Ayşe Safinaz Nurefsun Kadın (نورافسون قادین; "womanly", "the pure one" and "light charm"; c. 1850 – c. 1915), also called Nurefzun Kadın, was the second consort of Sultan Abdul Hamid II of the Ottoman Empire.

==Early life==
Safinaz Nurefsun Kadın was born in 1850. Her real name was Ayşe Hanım. Her father was Şermet Selim Bey, who died while fighting the Russians. She had an elder sister, Yıldız Hanim, who became the last consort of Ottoman Sultan Abdülmejid I. She had been a servant in the household of Isma'il Pasha, the khedive of Egypt, who presented her to Sultan Abdulaziz. She had blonde hair, fair skin, and blue eyes, and was described as a beautiful woman. She was fond of playing the violin.

==Marriages==
Nurefsun married Abdul Hamid as his second consort when he was a prince.

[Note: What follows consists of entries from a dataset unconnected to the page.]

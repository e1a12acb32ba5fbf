//! tm-db - DuckDB layer for Tidemark
//!
//! Owns everything that touches the target database: scoped transactions,
//! rendering operations to SQL, table rebuilds for column changes, the
//! transformation executor, the
//! applied-version ledger and the migration lock.

pub mod connection;
pub mod error;
pub mod executor;
pub mod ledger;
pub mod lock;
pub mod rebuild;
pub mod render;

pub use connection::{TargetDb, Tx};
pub use error::{DbError, DbResult, ExecError, ExecResult};
pub use executor::{apply, attribute_commit_failure, execute, execute_transformation};
pub use ledger::{Ledger, LedgerEntry};
pub use lock::{new_owner_id, LockGuard, LockInfo, MigrationLock};
pub use rebuild::{ColumnChange, TableShape};
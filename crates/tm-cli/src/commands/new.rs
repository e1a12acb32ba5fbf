//! New command implementation

use anyhow::{bail, Context, Result};
use chrono::Utc;
use std::fs;
use tm_core::{MigrationVersion, Registry};

use crate::cli::{GlobalArgs, NewArgs};
use crate::commands::common::load_project;

const TEMPLATE: &str = r#"# Operations run top to bottom inside one transaction.
# Omit `down` to derive it from `up`; `down: []` marks the migration irreversible.
#
# up:
#   - op: create_table
#     name: accounts
#     columns:
#       - { name: id, type: INTEGER, nullable: false }
#       - { name: username, type: VARCHAR }
#     primary_key: [id]
#   - op: add_column
#     table: accounts
#     column: { name: locked, type: BOOLEAN, nullable: false, default: false }
up: []
"#;

/// Execute the new command
pub async fn execute(args: &NewArgs, global: &GlobalArgs) -> Result<()> {
    if args.name.is_empty()
        || !args
            .name
            .chars()
            .all(|c| c.is_ascii_alphanumeric() || c == '_' || c == '-')
    {
        bail!(
            "Invalid migration name '{}': use letters, digits, '_' and '-'",
            args.name
        );
    }

    let version = match &args.version {
        Some(v) => MigrationVersion::parse(v.as_str())?,
        None => MigrationVersion::new(Utc::now().format("%Y%m%d%H%M%S").to_string()),
    };

    let project = load_project(global)?;
    let dirs = project.migration_dirs();
    let Some(dir) = dirs.first() else {
        bail!("No migration_paths configured");
    };

    let registry = Registry::from_dirs(&dirs).context("Failed to load migrations")?;
    if let Some(existing) = registry.get(&version) {
        bail!("Migration version {version} already exists: {existing}");
    }
    if let Some(latest) = registry.latest() {
        if &version < latest {
            log::warn!("New version {version} sorts before the latest existing version {latest}");
        }
    }

    fs::create_dir_all(dir)
        .with_context(|| format!("Failed to create {}", dir.display()))?;
    let path = dir.join(format!("{version}_{}.yml", args.name));
    fs::write(&path, TEMPLATE).with_context(|| format!("Failed to write {}", path.display()))?;

    println!("Created {}", path.display());
    Ok(())
}
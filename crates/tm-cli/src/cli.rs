//! CLI argument definitions using clap derive API

use clap::{ArgGroup, Args, Parser, Subcommand};

/// Tidemark - versioned, reversible schema migrations for DuckDB
#[derive(Parser, Debug)]
#[command(name = "tm")]
#[command(author, version, about, long_about = None)]
pub struct Cli {
    /// Global options
    #[command(flatten)]
    pub global: GlobalArgs,

    /// Subcommand to execute
    #[command(subcommand)]
    pub command: Commands,
}

/// Global arguments available to all commands
#[derive(Args, Debug, Clone)]
pub struct GlobalArgs {
    /// Enable verbose output
    #[arg(short, long, global = true)]
    pub verbose: bool,

    /// Path to project directory
    #[arg(short = 'p', long, global = true, default_value = ".")]
    pub project_dir: String,

    /// Override config file path
    #[arg(short, long, global = true)]
    pub config: Option<String>,

    /// Named target from tidemark.yml (falls back to TIDEMARK_TARGET)
    #[arg(short, long, global = true)]
    pub target: Option<String>,

    /// Override the database path
    #[arg(long, global = true)]
    pub database: Option<String>,

    /// Seconds to wait for the migration lock (0 fails fast)
    #[arg(long, global = true)]
    pub lock_timeout: Option<u64>,
}

/// Available subcommands
#[derive(Subcommand, Debug)]
pub enum Commands {
    /// Apply pending migrations
    Up(UpArgs),

    /// Revert applied migrations
    Down(DownArgs),

    /// Show the current version and pending migrations
    Status(StatusArgs),

    /// List applied migrations from the ledger
    History(HistoryArgs),

    /// Check applied migrations against their files
    Verify,

    /// Force-release the migration lock after a crashed run
    Unlock,

    /// Create a new migration file
    New(NewArgs),
}

/// Arguments for the up command
#[derive(Args, Debug)]
pub struct UpArgs {
    /// Version to migrate up to, or "latest"
    #[arg(long, default_value = "latest")]
    pub to: String,

    /// Print the plan without applying it
    #[arg(long)]
    pub dry_run: bool,
}

/// Arguments for the down command
#[derive(Args, Debug)]
#[command(group(ArgGroup::new("down_target").required(true).args(["to", "steps"])))]
pub struct DownArgs {
    /// Version to migrate down to, or "none" to revert everything
    #[arg(long)]
    pub to: Option<String>,

    /// Number of migrations to revert
    #[arg(long)]
    pub steps: Option<usize>,

    /// Print the plan without reverting anything
    #[arg(long)]
    pub dry_run: bool,
}

/// Arguments for the status command
#[derive(Args, Debug)]
pub struct StatusArgs {
    /// Output as JSON
    #[arg(long)]
    pub json: bool,
}

/// Arguments for the history command
#[derive(Args, Debug)]
pub struct HistoryArgs {
    /// Output as JSON
    #[arg(long)]
    pub json: bool,
}

/// Arguments for the new command
#[derive(Args, Debug)]
pub struct NewArgs {
    /// Migration name (letters, digits, '_' and '-')
    pub name: String,

    /// Explicit version (default: current UTC time as YYYYMMDDHHMMSS)
    #[arg(long)]
    pub version: Option<String>,
}

#[cfg(test)]
#[path = "cli_test.rs"]
mod tests;
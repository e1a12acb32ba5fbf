//! Shared utilities for CLI commands

use anyhow::{Context, Result};
use std::fmt;
use std::path::{Path, PathBuf};
use std::time::Duration;
use tm_core::{Config, Registry};
use tm_db::TargetDb;
use tm_engine::{MigrateError, MigrateResult, Migrator, MigratorSettings};

use crate::cli::GlobalArgs;

/// Exit code for a run that stopped after a failing migration.
pub(crate) const EXIT_PARTIAL_FAILURE: u8 = 2;
/// Exit code when another run holds the migration lock.
pub(crate) const EXIT_LOCK_CONTENTION: u8 = 3;
/// Exit code when an applied migration no longer matches its file.
pub(crate) const EXIT_CHECKSUM_MISMATCH: u8 = 4;

/// Error type representing a non-zero process exit code.
///
/// Use `return Err(ExitCode(N).into())` instead of `std::process::exit(N)`
/// so that RAII destructors run and cleanup happens properly.
#[derive(Debug)]
pub(crate) struct ExitCode(pub(crate) u8);

impl fmt::Display for ExitCode {
    fn fmt(&self, f: &mut fmt::Formatter<'_>) -> fmt::Result {
        // ExitCode only carries control flow; its message has already been
        // printed by the command.
        write!(f, "")
    }
}

impl std::error::Error for ExitCode {}

/// Loaded project: root directory, config and resolved target name.
pub(crate) struct Project {
    pub(crate) root: PathBuf,
    pub(crate) config: Config,
    pub(crate) target: Option<String>,
}

impl Project {
    /// Database path after target and CLI overrides, relative paths resolved
    /// against the project root.
    pub(crate) fn database_path(&self, global: &GlobalArgs) -> Result<String> {
        let path = match &global.database {
            Some(path) => path.clone(),
            None => {
                self.config
                    .get_database_config(self.target.as_deref())?
                    .path
            }
        };
        if path == ":memory:" || Path::new(&path).is_absolute() {
            return Ok(path);
        }
        Ok(self.root.join(path).display().to_string())
    }

    pub(crate) fn lock_timeout(&self, global: &GlobalArgs) -> Result<Duration> {
        match global.lock_timeout {
            Some(secs) => Ok(Duration::from_secs(secs)),
            None => Ok(self.config.get_lock_timeout(self.target.as_deref())?),
        }
    }

    pub(crate) fn migration_dirs(&self) -> Vec<PathBuf> {
        self.config.migration_paths_absolute(&self.root)
    }
}

/// Load tidemark.yml from `--config` or the project directory.
pub(crate) fn load_project(global: &GlobalArgs) -> Result<Project> {
    let root = PathBuf::from(&global.project_dir);
    let config = match &global.config {
        Some(path) => Config::load(Path::new(path)),
        None => Config::load_from_dir(&root),
    }
    .context("Failed to load project config")?;
    let target = Config::resolve_target(global.target.as_deref());
    if let Some(name) = &target {
        log::debug!("Using target '{name}'");
    }
    Ok(Project {
        root,
        config,
        target,
    })
}

/// Load the project, discover its migrations and open the target database.
pub(crate) fn open_migrator(global: &GlobalArgs) -> Result<Migrator> {
    let project = load_project(global)?;
    let registry =
        Registry::from_dirs(&project.migration_dirs()).context("Failed to load migrations")?;
    let db_path = project.database_path(global)?;
    let db = TargetDb::new(&db_path)
        .with_context(|| format!("Failed to open database {db_path}"))?;
    let settings = MigratorSettings::from_config(&project.config, project.target.as_deref())?
        .with_lock_timeout(project.lock_timeout(global)?);
    log::debug!(
        "Loaded {} migration(s), database {}",
        registry.len(),
        db_path
    );
    Ok(Migrator::new(registry, db, settings))
}

/// Run `f` on a blocking thread. Ctrl-C asks the run to stop before its
/// next migration; the migration in flight still commits or rolls back.
pub(crate) async fn run_cancellable<T, F>(migrator: Migrator, f: F) -> Result<MigrateResult<T>>
where
    T: Send + 'static,
    F: FnOnce(&Migrator) -> MigrateResult<T> + Send + 'static,
{
    let token = migrator.cancel_token();
    let mut task = tokio::task::spawn_blocking(move || f(&migrator));

    tokio::select! {
        joined = &mut task => joined.context("Migration task panicked"),
        _ = tokio::signal::ctrl_c() => {
            eprintln!("Interrupted: finishing the current migration, then stopping");
            token.cancel();
            task.await.context("Migration task panicked")
        }
    }
}

/// Print a run failure and turn it into the matching exit code.
pub(crate) fn report_migrate_error(err: MigrateError) -> anyhow::Error {
    match &err {
        MigrateError::PartialFailure {
            version, source, ..
        } => {
            eprintln!("Migration {version} failed: {source}");
            if let Some(index) = source.index() {
                eprintln!("  failing operation: #{index}");
            }
            if let tm_db::ExecError::Operation { statement, .. } = source {
                eprintln!("  statement: {statement}");
            }
            print_completed(err.completed());
            eprintln!("  {version} was rolled back; fix it and re-run");
            ExitCode(EXIT_PARTIAL_FAILURE).into()
        }
        MigrateError::Cancelled { .. } => {
            eprintln!("{err}");
            print_completed(err.completed());
            ExitCode(1).into()
        }
        MigrateError::LockContention { .. } => {
            eprintln!("{err}");
            eprintln!("  if that run crashed, release the lock with `tm unlock`");
            ExitCode(EXIT_LOCK_CONTENTION).into()
        }
        MigrateError::ChecksumMismatch { .. } => {
            eprintln!("{err}");
            eprintln!("  applied migrations must not be edited; restore the file or add a new migration");
            ExitCode(EXIT_CHECKSUM_MISMATCH).into()
        }
        _ => err.into(),
    }
}

fn print_completed(completed: &[tm_core::MigrationVersion]) {
    if completed.is_empty() {
        eprintln!("  no migrations were committed in this run");
    } else {
        let list: Vec<&str> = completed.iter().map(|v| v.as_str()).collect();
        eprintln!("  committed before the failure: {}", list.join(", "));
    }
}

/// Format an optional version for display.
pub(crate) fn version_or_none(version: Option<&tm_core::MigrationVersion>) -> String {
    version
        .map(|v| v.to_string())
        .unwrap_or_else(|| "(none)".to_string())
}

#[cfg(test)]
#[path = "common_test.rs"]
mod tests;
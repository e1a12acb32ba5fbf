//! CLI integration tests
//!
//! Runs the `tm` binary against throwaway projects with a file-backed
//! DuckDB database.

use std::fs;
use std::path::Path;
use std::process::{Command, Output};

/// Path to the compiled tm binary (resolved at compile time)
fn tm_bin() -> String {
    env!("CARGO_BIN_EXE_tm").to_string()
}

fn tm(project: &Path, args: &[&str]) -> Output {
    Command::new(tm_bin())
        .args(args)
        .args(["--project-dir", project.to_str().unwrap()])
        .env_remove("TIDEMARK_TARGET")
        .env_remove("RUST_LOG")
        .output()
        .expect("Failed to run tm")
}

fn stdout(output: &Output) -> String {
    String::from_utf8_lossy(&output.stdout).to_string()
}

fn describe(output: &Output) -> String {
    format!(
        "status: {:?}\nstdout: {}\nstderr: {}",
        output.status.code(),
        String::from_utf8_lossy(&output.stdout),
        String::from_utf8_lossy(&output.stderr)
    )
}

fn write_project(dir: &Path) {
    fs::write(
        dir.join("tidemark.yml"),
        "name: accounts-service\ndatabase:\n  path: app.duckdb\nlock_timeout_secs: 0\n",
    )
    .unwrap();
    let migrations = dir.join("migrations");
    fs::create_dir_all(&migrations).unwrap();
    fs::write(
        migrations.join("1_create_accounts.yml"),
        r#"
up:
  - op: create_table
    name: accounts
    columns:
      - { name: id, type: INTEGER, nullable: false }
      - { name: username, type: VARCHAR }
"#,
    )
    .unwrap();
    fs::write(
        migrations.join("2_add_locked.yml"),
        r#"
up:
  - op: add_column
    table: accounts
    column: { name: locked, type: BOOLEAN, nullable: false, default: false }
"#,
    )
    .unwrap();
}

fn status_json(dir: &Path) -> serde_json::Value {
    let output = tm(dir, &["status", "--json"]);
    assert!(output.status.success(), "{}", describe(&output));
    serde_json::from_slice(&output.stdout).unwrap()
}

// ── up / down / status ─────────────────────────────────────────────────

#[test]
fn test_up_then_status() {
    let dir = tempfile::tempdir().unwrap();
    write_project(dir.path());

    let before = status_json(dir.path());
    assert_eq!(before["current"], serde_json::Value::Null);
    assert_eq!(before["pending"].as_array().unwrap().len(), 2);

    let output = tm(dir.path(), &["up"]);
    assert!(output.status.success(), "{}", describe(&output));
    assert!(stdout(&output).contains("Applied 2 migration(s)"));

    let after = status_json(dir.path());
    assert_eq!(after["current"], "2");
    assert_eq!(after["applied"], 2);
    assert!(after["pending"].as_array().unwrap().is_empty());

    let output = tm(dir.path(), &["up"]);
    assert!(output.status.success(), "{}", describe(&output));
    assert!(stdout(&output).contains("No pending migrations"));
}

#[test]
fn test_down_by_steps_and_history() {
    let dir = tempfile::tempdir().unwrap();
    write_project(dir.path());
    assert!(tm(dir.path(), &["up"]).status.success());

    let output = tm(dir.path(), &["down", "--steps", "1"]);
    assert!(output.status.success(), "{}", describe(&output));
    assert!(stdout(&output).contains("Reverted 1 migration(s)"));

    let output = tm(dir.path(), &["history", "--json"]);
    assert!(output.status.success(), "{}", describe(&output));
    let rows: serde_json::Value = serde_json::from_slice(&output.stdout).unwrap();
    let rows = rows.as_array().unwrap();
    assert_eq!(rows.len(), 1);
    assert_eq!(rows[0]["version"], "1");
    assert_eq!(rows[0]["name"], "create_accounts");
    assert_eq!(rows[0]["checksum"].as_str().unwrap().len(), 64);
}

#[test]
fn test_dry_run_changes_nothing() {
    let dir = tempfile::tempdir().unwrap();
    write_project(dir.path());

    let output = tm(dir.path(), &["up", "--dry-run"]);
    assert!(output.status.success(), "{}", describe(&output));
    let out = stdout(&output);
    assert!(out.contains("would apply 2 migration(s)"));
    assert!(out.contains("1 (create_accounts)"));

    assert_eq!(status_json(dir.path())["pending"].as_array().unwrap().len(), 2);
}

#[test]
fn test_up_to_explicit_version() {
    let dir = tempfile::tempdir().unwrap();
    write_project(dir.path());

    let output = tm(dir.path(), &["up", "--to", "1"]);
    assert!(output.status.success(), "{}", describe(&output));
    assert_eq!(status_json(dir.path())["current"], "1");

    let output = tm(dir.path(), &["down", "--to", "7"]);
    assert_eq!(output.status.code(), Some(1), "{}", describe(&output));
}

// ── failures and exit codes ────────────────────────────────────────────

#[test]
fn test_partial_failure_exit_code() {
    let dir = tempfile::tempdir().unwrap();
    write_project(dir.path());
    fs::write(
        dir.path().join("migrations").join("3_broken.yml"),
        r#"
up:
  - op: add_column
    table: accounts
    column: { name: email, type: VARCHAR }
  - op: add_column
    table: accounts
    column: { name: email, type: VARCHAR }
"#,
    )
    .unwrap();

    let output = tm(dir.path(), &["up"]);
    assert_eq!(output.status.code(), Some(2), "{}", describe(&output));
    let stderr = String::from_utf8_lossy(&output.stderr);
    assert!(stderr.contains("Migration 3 failed"));
    assert!(stderr.contains("failing operation: #1"));

    assert_eq!(status_json(dir.path())["current"], "2");
}

#[test]
fn test_edited_migration_fails_verify_and_up() {
    let dir = tempfile::tempdir().unwrap();
    write_project(dir.path());
    assert!(tm(dir.path(), &["up", "--to", "1"]).status.success());

    let output = tm(dir.path(), &["verify"]);
    assert!(output.status.success(), "{}", describe(&output));

    fs::write(
        dir.path().join("migrations").join("1_create_accounts.yml"),
        r#"
up:
  - op: create_table
    name: accounts
    columns:
      - { name: id, type: BIGINT, nullable: false }
      - { name: username, type: VARCHAR }
"#,
    )
    .unwrap();

    let output = tm(dir.path(), &["verify"]);
    assert_eq!(output.status.code(), Some(4), "{}", describe(&output));

    let output = tm(dir.path(), &["up"]);
    assert_eq!(output.status.code(), Some(4), "{}", describe(&output));
    assert_eq!(status_json(dir.path())["current"], "1");
}

#[test]
fn test_unlock_without_lock() {
    let dir = tempfile::tempdir().unwrap();
    write_project(dir.path());

    let output = tm(dir.path(), &["unlock"]);
    assert!(output.status.success(), "{}", describe(&output));
    assert!(stdout(&output).contains("was not held"));
}

#[test]
fn test_missing_config_is_an_error() {
    let dir = tempfile::tempdir().unwrap();
    let output = tm(dir.path(), &["status"]);
    assert_eq!(output.status.code(), Some(1), "{}", describe(&output));
    assert!(String::from_utf8_lossy(&output.stderr).contains("Failed to load project config"));
}

// ── new ────────────────────────────────────────────────────────────────

#[test]
fn test_new_scaffolds_loadable_migration() {
    let dir = tempfile::tempdir().unwrap();
    write_project(dir.path());

    let output = tm(dir.path(), &["new", "add_email", "--version", "3"]);
    assert!(output.status.success(), "{}", describe(&output));
    assert!(dir.path().join("migrations/3_add_email.yml").exists());

    // the scaffold is an empty but valid migration
    assert_eq!(status_json(dir.path())["pending"].as_array().unwrap().len(), 3);

    let output = tm(dir.path(), &["new", "again", "--version", "3"]);
    assert_eq!(output.status.code(), Some(1), "{}", describe(&output));

    let output = tm(dir.path(), &["new", "bad name"]);
    assert_eq!(output.status.code(), Some(1), "{}", describe(&output));
}

#[test]
fn test_new_rejects_version_with_separator() {
    let dir = tempfile::tempdir().unwrap();
    write_project(dir.path());

    let output = tm(dir.path(), &["new", "x", "--version", "2024_01"]);
    assert_eq!(output.status.code(), Some(1), "{}", describe(&output));
    assert!(!dir.path().join("migrations/2024_01_x.yml").exists());
    assert_eq!(status_json(dir.path())["pending"].as_array().unwrap().len(), 2);
}
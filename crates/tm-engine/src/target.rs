//! Run targets.

use std::fmt;
use std::str::FromStr;
use tm_core::{CoreError, MigrationVersion};

/// Version a run should end at.
#[derive(Debug, Clone, PartialEq, Eq)]
pub enum Target {
    /// Highest version in the registry
    Latest,
    /// Before the first migration
    None,
    Version(MigrationVersion),
}

impl FromStr for Target {
    type Err = CoreError;

    fn from_str(s: &str) -> Result<Self, Self::Err> {
        match s {
            "latest" => Ok(Target::Latest),
            "none" => Ok(Target::None),
            other => MigrationVersion::parse(other).map(Target::Version),
        }
    }
}

impl fmt::Display for Target {
    fn fmt(&self, f: &mut fmt::Formatter<'_>) -> fmt::Result {
        match self {
            Target::Latest => f.write_str("latest"),
            Target::None => f.write_str("none"),
            Target::Version(v) => write!(f, "{v}"),
        }
    }
}

impl From<MigrationVersion> for Target {
    fn from(version: MigrationVersion) -> Self {
        Target::Version(version)
    }
}
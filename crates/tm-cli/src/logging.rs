//! Log output for the CLI.
//!
//! Library crates log through the `log` facade; the fmt subscriber's
//! `tracing-log` bridge picks those records up and writes them to stderr.

use anyhow::{anyhow, Result};
use tracing_subscriber::EnvFilter;

/// Install the global subscriber. `RUST_LOG` wins over `verbose`.
pub(crate) fn init(verbose: bool) -> Result<()> {
    let default_level = if verbose { "debug" } else { "warn" };
    let env_filter =
        EnvFilter::try_from_default_env().unwrap_or_else(|_| EnvFilter::new(default_level));

    tracing_subscriber::fmt()
        .with_env_filter(env_filter)
        .with_writer(std::io::stderr)
        .with_target(verbose)
        .compact()
        .try_init()
        .map_err(|e| anyhow!("failed to set logger: {e}"))
}
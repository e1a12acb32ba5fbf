use super::*;

fn accounts_table() -> TableDef {
    TableDef {
        name: "accounts".to_string(),
        columns: vec![
            ColumnDef::new("id", "INTEGER").not_null(),
            ColumnDef::new("username", "VARCHAR").not_null(),
        ],
        primary_key: vec!["id".to_string()],
    }
}

fn assignments(pairs: &[(&str, SqlValue)]) -> Assignments {
    pairs
        .iter()
        .map(|(k, v)| (k.to_string(), v.clone()))
        .collect()
}

#[test]
fn test_sql_value_literals() {
    assert_eq!(SqlValue::Null.to_sql(), "NULL");
    assert_eq!(SqlValue::Bool(false).to_sql(), "FALSE");
    assert_eq!(SqlValue::Integer(-3).to_sql(), "-3");
    assert_eq!(SqlValue::Float(1.0).to_sql(), "1.0");
    assert_eq!(SqlValue::from("o'hare").to_sql(), "'o''hare'");
}

#[test]
fn test_sql_value_deserializes_untagged() {
    let values: Vec<SqlValue> = serde_yaml::from_str("[~, true, 7, 2.5, hello]").unwrap();
    assert_eq!(
        values,
        vec![
            SqlValue::Null,
            SqlValue::Bool(true),
            SqlValue::Integer(7),
            SqlValue::Float(2.5),
            SqlValue::Text("hello".to_string()),
        ]
    );
}

#[test]
fn test_operation_yaml_tagging() {
    let yaml = r#"
- op: add_column
  table: accounts
  column:
    name: locked
    type: BOOLEAN
    nullable: false
    default: false
- op: update_rows
  table: accounts
  set: { password_hash: "new" }
  filter: { username: admin }
  revert: { password_hash: "old" }
"#;
    let t: Transformation = serde_yaml::from_str(yaml).unwrap();
    assert_eq!(t.len(), 2);
    assert_eq!(t.operations()[0].kind(), "add_column");
    match &t.operations()[0] {
        Operation::AddColumn { column, .. } => {
            assert!(!column.nullable);
            assert_eq!(column.default, Some(SqlValue::Bool(false)));
        }
        other => panic!("unexpected operation {other:?}"),
    }
}

#[test]
fn test_create_drop_table_are_inverses() {
    let create = Operation::CreateTable(accounts_table());
    let drop = create.inverse().unwrap();
    assert_eq!(drop.kind(), "drop_table");
    assert_eq!(drop.inverse().unwrap(), create);
}

#[test]
fn test_drop_without_definition_is_irreversible() {
    let drop = Operation::DropTable {
        table: "accounts".to_string(),
        definition: None,
    };
    assert!(drop.inverse().is_none());

    let drop_col = Operation::DropColumn {
        table: "accounts".to_string(),
        column: "locked".to_string(),
        definition: None,
    };
    assert!(drop_col.inverse().is_none());
}

#[test]
fn test_rename_inverse_swaps_names() {
    let op = Operation::RenameColumn {
        table: "accounts".to_string(),
        from: "pw".to_string(),
        to: "password_hash".to_string(),
    };
    assert_eq!(
        op.inverse().unwrap(),
        Operation::RenameColumn {
            table: "accounts".to_string(),
            from: "password_hash".to_string(),
            to: "pw".to_string(),
        }
    );
}

#[test]
fn test_alter_type_needs_from_type() {
    let op = Operation::AlterColumnType {
        table: "t".to_string(),
        column: "c".to_string(),
        to_type: "BIGINT".to_string(),
        from_type: None,
    };
    assert!(op.inverse().is_none());
}

#[test]
fn test_insert_delete_rows_are_inverses() {
    let insert = Operation::InsertRows {
        table: "accounts".to_string(),
        columns: vec!["id".to_string()],
        rows: vec![vec![SqlValue::Integer(1)]],
    };
    let delete = insert.inverse().unwrap();
    assert_eq!(delete.kind(), "delete_rows");
    assert_eq!(delete.inverse().unwrap(), insert);
}

#[test]
fn test_update_rows_inverse_refilters_on_new_value() {
    let op = Operation::UpdateRows {
        table: "accounts".to_string(),
        set: assignments(&[("role", "admin".into())]),
        filter: assignments(&[("role", "root".into()), ("id", SqlValue::Integer(1))]),
        revert: Some(assignments(&[("role", "root".into())])),
    };
    match op.inverse().unwrap() {
        Operation::UpdateRows {
            set,
            filter,
            revert,
            ..
        } => {
            assert_eq!(set, assignments(&[("role", "root".into())]));
            assert_eq!(
                filter,
                assignments(&[("role", "admin".into()), ("id", SqlValue::Integer(1))])
            );
            assert_eq!(revert, Some(assignments(&[("role", "admin".into())])));
        }
        other => panic!("unexpected inverse {other:?}"),
    }
}

#[test]
fn test_update_rows_without_revert_is_irreversible() {
    let op = Operation::UpdateRows {
        table: "accounts".to_string(),
        set: assignments(&[("password_hash", "x".into())]),
        filter: Assignments::new(),
        revert: None,
    };
    assert!(op.inverse().is_none());
}

#[test]
fn test_invert_reverses_order() {
    let t = Transformation::new(vec![
        Operation::CreateTable(accounts_table()),
        Operation::AddColumn {
            table: "accounts".to_string(),
            column: ColumnDef::new("locked", "BOOLEAN").with_default(false),
        },
    ]);
    let inv = t.invert().unwrap();
    let kinds: Vec<&str> = inv.iter().map(|op| op.kind()).collect();
    assert_eq!(kinds, vec!["drop_column", "drop_table"]);
}

#[test]
fn test_invert_reports_first_missing_inverse_index() {
    let t = Transformation::new(vec![
        Operation::CreateTable(accounts_table()),
        Operation::Sql {
            sql: "SELECT 1".to_string(),
            revert: None,
        },
    ]);
    match t.invert() {
        Err(CoreError::MissingInverse { index, kind }) => {
            assert_eq!(index, 1);
            assert_eq!(kind, "sql");
        }
        other => panic!("expected MissingInverse, got {other:?}"),
    }
}

#[test]
fn test_validate_row_arity() {
    let op = Operation::InsertRows {
        table: "accounts".to_string(),
        columns: vec!["id".to_string(), "username".to_string()],
        rows: vec![vec![SqlValue::Integer(1)]],
    };
    let err = op.validate().unwrap_err();
    assert!(err.contains("row 0"));
}

#[test]
fn test_validate_primary_key_columns() {
    let mut def = accounts_table();
    def.primary_key = vec!["missing".to_string()];
    assert!(Operation::CreateTable(def).validate().is_err());
}

#[test]
fn test_validate_revert_columns_match_set() {
    let op = Operation::UpdateRows {
        table: "accounts".to_string(),
        set: assignments(&[("a", SqlValue::Integer(1))]),
        filter: Assignments::new(),
        revert: Some(assignments(&[("b", SqlValue::Integer(1))])),
    };
    assert!(op.validate().is_err());
}

#[test]
fn test_table_follows_renames() {
    let rename = Operation::RenameTable {
        from: "users".to_string(),
        to: "accounts".to_string(),
    };
    assert_eq!(rename.table(), Some("accounts"));
    assert_eq!(Operation::CreateTable(accounts_table()).table(), Some("accounts"));
    let drop_index = Operation::DropIndex {
        name: "accounts_username_idx".to_string(),
        definition: None,
    };
    assert_eq!(drop_index.table(), None);
    let sql = Operation::Sql {
        sql: "SELECT 1".to_string(),
        revert: None,
    };
    assert_eq!(sql.table(), None);
}

#[test]
fn test_structural_operations() {
    let add = Operation::AddColumn {
        table: "accounts".to_string(),
        column: ColumnDef::new("locked", "BOOLEAN"),
    };
    assert!(add.is_structural());
    assert!(add.inverse().unwrap().is_structural());
    let insert = Operation::InsertRows {
        table: "accounts".to_string(),
        columns: vec!["id".to_string()],
        rows: vec![vec![SqlValue::Integer(1)]],
    };
    assert!(!insert.is_structural());
}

When her sister Yıldız Hanım married Abdülmejid I, Ayşe was sent to the household of Şehzade Abdülaziz (the future Sultan Abdülaziz), where she took the name Safinaz. According to Harun Açba, Abdülaziz was fascinated by her beauty and wanted to marry her, but she declined because she was in love with Şehzade Abdülhamid (the future Sultan Abdülhamid II). The feeling was mutual, and the young prince asked his adoptive mother Rahime Perestu Kadın for help. She told Abdülaziz that Safinaz was ill and that she needed a change of air; later, Abdülaziz was then falsely informed that she had died. Abdülhamid, therefore, secretly married Safinaz, now renamed Nurefsun, in October 1868.

She did not have any children. After Abdul Hamid's accession to the throne in 1876, she was given the title of "Second Consort". In 1877, Nurefsun and other members of the imperial family settled in the Yıldız Palace, after Abdul Hamid moved there on 7 April 1877.

However, Nurefsun could not get used to life in the harem and wanted to be Abdülhamid’s only wife. She therefore asked for a divorce. Abdul Hamid fulfilled her request, and she was granted a divorce in 1879. Afterwards, she married İkinci Esvapçı Saffet Bey, with whom she had a son, who towards the end of Abdul Hamid's reign became a secretary (mabeyn katibi) in the palace.

==Death==
Ayşe Safinaz Nurefsun Kadın died in 1915.

==See also==
- Kadın (title)
- Ottoman Imperial Harem
- List of consorts of the Ottoman sultans

==Sources==
- Osmanoğlu, Ayşe (2000). "Babam Sultan Abdülhamid"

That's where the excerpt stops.